Culturing clinical staff
The guidelines also review areas that raise questions from physicians and other clinical staff. Take, again, the example of an ICU that is seeing a lot of MRSA cases. Should cultures be done on the staff working in the unit?

According to Dr. Siegel, the literature confirms that such culturing does take place. However, cultures of clinical staff are not what she calls a “first-state intervention.”

“In studies that have been done, it’s unusual for health care personnel to be the source of the organism,” she says. “We’ve seen it, particularly in cases of nurses who have artificial nails, chronic draining ear infections or weeping dermatitis. But that’s unusual, and we should focus on other interventions first.”

Surface cleaning is another common concern. Over the years, Dr. Siegel points out, infection-control experts have debated whether environmental surfaces play a role in transmission and how important it is to keep them clean.

The guidelines summarize data from newer studies, which show that when pathogens such as C. difficile or VRE are in the GI tract “especially when patients have diarrhea “contamination of the environment takes on a bigger role. In such cases, she says, the literature indicates that keeping surfaces clean and disinfected makes an impact.

The guidelines also stress the importance of administrative support in campaigns to reduce and eliminate multidrug-resistant organisms. While such support may not be the sexiest aspect of fighting infections, the literature does find evidence that getting the participation of senior administrators makes a big difference in whether or not infection-control programs succeed.

Getting physicians on board
But Dr. Siegel is quick to point out that updated evidence and new guidelines are all futile if physicians and other caregivers don’t get involved. That’s why the guidelines also focus on another key problem in infection control: the attitudes of physicians and other health care personnel.

“In surveys, physicians will say, ‘Yes, I think antimicrobial resistance is a big problem,’ but they’ll also say it’s not their personal problem,” says Dr. Siegel. That’s because physicians are convinced that they’re doing all the right things, like maintaining strict hand hygiene.

“But in fact, they may not be aware of resistance patterns in their facilities,” she adds. “The antimicrobials they’re prescribing may unknowingly encourage the emergence of resistance.”

Part of the problem is often a lack of hard data to support recommendations for preventing and treating multiple-resistant infections.

To address that problem, the new guidelines grade the quality of evidence behind each recommendation to help physicians decide which strategies may be the most promising.

The guidelines also review the literature on education for infection control. They include a review of studies examining educational initiatives that target staff who have contact with patients, as well as campaigns to educate patients and family members to remind health care workers about hand hygiene and other preventive measures.

All of the literature has reached the same conclusion, Dr. Siegel points out: Every member of the health care team must understand how each of them contributes to the problem of antimicrobial resistance and what each can do to prevent it.

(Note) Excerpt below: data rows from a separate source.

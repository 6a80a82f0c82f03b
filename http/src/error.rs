use hyper::{http::Error as HttpError, Error as HyperError, StatusCode};
use serde_json::Error as SerdeError;
use std::{
    error::Error as StdError,
    fmt::{Display, Formatter, Result as FmtResult},
    time::Duration,
};

#[derive(Debug)]
pub enum Error {
    BuildingRequest(HttpError),
    Request(HyperError),
    Parsing(SerdeError),
    /// The service answered 429
    RateLimited {
        retry_after: Option<Duration>,
        global: bool,
    },
    Forbidden,
    NotFound,
    APIError(StatusCode),
    Timeout,
}

impl Display for Error {
    fn fmt(&self, f: &mut Formatter<'_>) -> FmtResult {
        match self {
            Error::BuildingRequest(err) => write!(f, "Building Request Error - {}", err),
            Error::Request(err) => write!(f, "Request Error - {}", err),
            Error::Parsing(err) => write!(f, "Parsing Error - {}", err),
            Error::RateLimited { retry_after, global } => write!(
                f,
                "Rate Limited - retry after {:?} (global: {})",
                retry_after, global
            ),
            Error::Forbidden => f.write_str("Missing Permissions"),
            Error::NotFound => f.write_str("Unknown Resource"),
            Error::APIError(status) => write!(f, "API Error - {}", status),
            Error::Timeout => f.write_str("Request timed out"),
        }
    }
}

impl StdError for Error {
    fn source(&self) -> Option<&(dyn StdError + 'static)> {
        match self {
            Error::BuildingRequest(err) => Some(err),
            Error::Request(err) => Some(err),
            Error::Parsing(err) => Some(err),
            _ => None,
        }
    }
}

impl From<HttpError> for Error {
    fn from(err: HttpError) -> Self {
        Error::BuildingRequest(err)
    }
}

impl From<HyperError> for Error {
    fn from(err: HyperError) -> Self {
        Error::Request(err)
    }
}

impl From<SerdeError> for Error {
    fn from(err: SerdeError) -> Self {
        Error::Parsing(err)
    }
}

For physicians, she says, that means understanding how organisms are spread from patient to patient in the hospital, and what they can do to prevent or interrupt that process. “Physicians also must understand how to make prudent choices when prescribing antibiotics.”

While the guidelines call on all clinicians to take more responsibility for preventing resistance, Dr. Siegel says that hospitalists have an especially vital role.

“Hospitalists can take the lead by modifying the antimicrobials they use based on the resistance they’re seeing in their facility,” she explains. They also have a major opportunity to reduce resistance through standardizing practices.

“Enough studies and strategies have been published to help health care personnel adhere to the recommendations,” she points out. “Now, it is now up to each provider to take an active role in prevention.”

Edward Doyle is Editor of Today’s Hospitalist.